A zombie trademark, orphan brand or zombie mark is an abandoned trademark from a brand or company which is revived by a new enterprise with no affiliation to the former brand. The purpose of reviving an abandoned trademark is to capitalize on the brand recognition and goodwill that consumers had for the older, unaffiliated brand. The term "ghost brand" may sometimes be used for these, but this is not to be confused with the alternate usage of "ghost mark" to refer to a kind of defensive trademark.

Operating under a zombie trademark can be especially useful to newcomers in an industry who want to reduce the cost and time needed to build up brand recognition and consumer trust, which they can accomplish by linking their products to an older trademark. Consumers may assume that goods and products under the zombie trademark are of the same quality they associate with the old brand. The efficacy of using a zombie trademark to co-opt consumer goodwill is unclear, as some studies have shown that consumers are wary of assuming that revived brands will be of the same quality as they remember.

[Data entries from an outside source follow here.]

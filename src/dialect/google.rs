// src/dialect/google.rs

use crate::error::{AppError, Result};
use serde_json::{json, Value};

/// `openai -> google-ai`: messages become `contents` with `user`/`model`
/// roles; system messages become `systemInstruction`; sampling parameters
/// move into `generationConfig`.
pub fn openai_to_google(body: &Value) -> Result<Value> {
    let raw_messages = body
        .get("messages")
        .and_then(Value::as_array)
        .ok_or_else(|| AppError::bad_request("`messages` array is required"))?;

    let mut system_parts: Vec<&str> = Vec::new();
    let mut contents = Vec::with_capacity(raw_messages.len());
    for message in raw_messages {
        let role = message.get("role").and_then(Value::as_str).unwrap_or("user");
        let text = message
            .get("content")
            .and_then(Value::as_str)
            .ok_or_else(|| AppError::bad_request("message `content` must be a string"))?;
        match role {
            "system" => system_parts.push(text),
            "assistant" => contents.push(json!({"role": "model", "parts": [{"text": text}]})),
            _ => contents.push(json!({"role": "user", "parts": [{"text": text}]})),
        }
    }

    let mut out = json!({"contents": contents});
    if !system_parts.is_empty() {
        out["systemInstruction"] = json!({"parts": [{"text": system_parts.join("\n\n")}]});
    }

    let mut generation_config = serde_json::Map::new();
    if let Some(v) = body.get("temperature") {
        generation_config.insert("temperature".to_string(), v.clone());
    }
    if let Some(v) = body.get("top_p") {
        generation_config.insert("topP".to_string(), v.clone());
    }
    if let Some(v) = body.get("max_tokens") {
        generation_config.insert("maxOutputTokens".to_string(), v.clone());
    }
    if let Some(stop) = body.get("stop") {
        let stops = match stop {
            Value::String(s) => json!([s]),
            other => other.clone(),
        };
        generation_config.insert("stopSequences".to_string(), stops);
    }
    if !generation_config.is_empty() {
        out["generationConfig"] = Value::Object(generation_config);
    }
    Ok(out)
}

fn map_finish_reason(reason: Option<&str>) -> &'static str {
    match reason {
        Some("MAX_TOKENS") => "length",
        Some("SAFETY") | Some("RECITATION") => "content_filter",
        _ => "stop",
    }
}

/// Google generateContent response -> OpenAI chat response.
pub fn google_to_openai_chat(resp: &Value) -> Result<Value> {
    let candidate = resp
        .pointer("/candidates/0")
        .ok_or_else(|| AppError::bad_request("upstream response has no candidates"))?;
    let text = candidate
        .pointer("/content/parts")
        .and_then(Value::as_array)
        .map(|parts| {
            parts
                .iter()
                .filter_map(|p| p.get("text").and_then(Value::as_str))
                .collect::<Vec<_>>()
                .join("")
        })
        .unwrap_or_default();

    let prompt_tokens = resp
        .pointer("/usageMetadata/promptTokenCount")
        .and_then(Value::as_u64)
        .unwrap_or(0);
    let completion_tokens = resp
        .pointer("/usageMetadata/candidatesTokenCount")
        .and_then(Value::as_u64)
        .unwrap_or(0);

    Ok(json!({
        "id": "chatcmpl-proxy",
        "object": "chat.completion",
        "created": 0,
        "model": resp.get("modelVersion").cloned().unwrap_or(json!("gemini")),
        "choices": [{
            "index": 0,
            "message": {"role": "assistant", "content": text},
            "finish_reason": map_finish_reason(
                candidate.get("finishReason").and_then(Value::as_str)
            ),
        }],
        "usage": {
            "prompt_tokens": prompt_tokens,
            "completion_tokens": completion_tokens,
            "total_tokens": prompt_tokens + completion_tokens,
        },
    }))
}
// src/handlers/success.rs

use super::base::{Action, ResponseHandler};
use http::{HeaderMap, StatusCode};

pub struct SuccessHandler;

impl ResponseHandler for SuccessHandler {
    fn handle(&self, status: StatusCode, _headers: &HeaderMap, _body: &[u8]) -> Option<Action> {
        if status.is_success() {
            Some(Action::Success)
        } else {
            None
        }
    }
}
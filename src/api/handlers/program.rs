use axum::{extract::{Path, State}, response::IntoResponse, Json};
use crate::api::dtos::requests::CreateProgramRequest;
use crate::api::extractors::auth::AuthUser;
use crate::domain::models::program::Program;
use crate::error::AppError;
use crate::state::AppState;
use std::sync::Arc;
use tracing::info;

pub async fn create_program(
    State(state): State<Arc<AppState>>,
    AuthUser(user_id): AuthUser,
    Json(payload): Json<CreateProgramRequest>,
) -> Result<impl IntoResponse, AppError> {
    if payload.price < 0 {
        return Err(AppError::Validation("price must not be negative".into()));
    }
    if payload.duration_min <= 0 {
        return Err(AppError::Validation("duration_min must be positive".into()));
    }

    let program = Program::new(
        user_id,
        payload.title,
        payload.description,
        payload.price,
        payload.duration_min,
    );

    let created = state
        .program_repo
        .create_with_schedule(&program, &payload.available_schedule)
        .await?;

    info!(program_id = %created.id, "program created");
    Ok(Json(created))
}

pub async fn get_program(
    State(state): State<Arc<AppState>>,
    Path(program_id): Path<String>,
) -> Result<impl IntoResponse, AppError> {
    let program = state
        .program_repo
        .find_by_id(&program_id)
        .await?
        .ok_or(AppError::NotFound("Program not found".into()))?;

    let schedule = state.program_repo.find_schedule(&program.id).await?;

    Ok(Json(serde_json::json!({
        "program": program,
        "available_schedule": schedule.map(|s| s.weekly),
    })))
}

pub async fn delete_program(
    State(state): State<Arc<AppState>>,
    AuthUser(user_id): AuthUser,
    Path(program_id): Path<String>,
) -> Result<impl IntoResponse, AppError> {
    state.program_repo.delete(&user_id, &program_id).await?;
    info!(%program_id, "program deleted");
    Ok(Json(serde_json::json!({ "status": "deleted" })))
}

Only legally abandoned or expired trademarks may become zombie trademarks. Trademarks which are still in use by the original owner or for which there is no clear basis for legal abandonment can not be used as "zombie trademarks", as this would constitute trademark infringement.
==Legality==
The legality of re-using trademarks which have been removed from registration has recently begun to be contested in countries such as Singapore and New Zealand.
===US law===
Under US trademark law, trademarks are considered abandoned after three or more years of non-use by the trademark owner, and if the owner has no plans to use the trademark again in the future. The use of zombie trademarks is legal in certain circumstances. Zombie trademarks do not violate section 2a of the Lanham Act, which prohibits the false suggestion of a connection with an existing trademark, because there is no existing entity who can ownership of an abandoned trademark and can claim to be harmed by association.

In practice, some original trademark owners have filed suits against "zombie trademarks" that revive their abandoned trademarks. These cases are generally based on the argument that the original brand owners still have an interest in the goodwill linked to the "dead" trademark, or that consumers will be deceived by the misleading branding. The original brand owners may also retain ownership of the trademark if it can be shown that they intended to use it again in the future.

===Australia===
In Australian trade mark law, applicants can register an existing trademark if it can be proven that the older trademark has fallen into non-use.

==Examples==
The American company Strategic Marks, LLC began purchasing and using abandoned trademarks related to formerly popular retailers, which it planned to use in connection to online storefronts. In Macy's Inc v. Strategic Marks LLC (2016) it was ruled that "Simply because a store has ceased operations does not mean that its proprietor or owner does not maintain a valid interest in the registered trademark of the business. A trademark can still exist and be owned even after a store closes." A well known example of a zombie trademark is the revival of the Havana Club brand by Bacardi rum.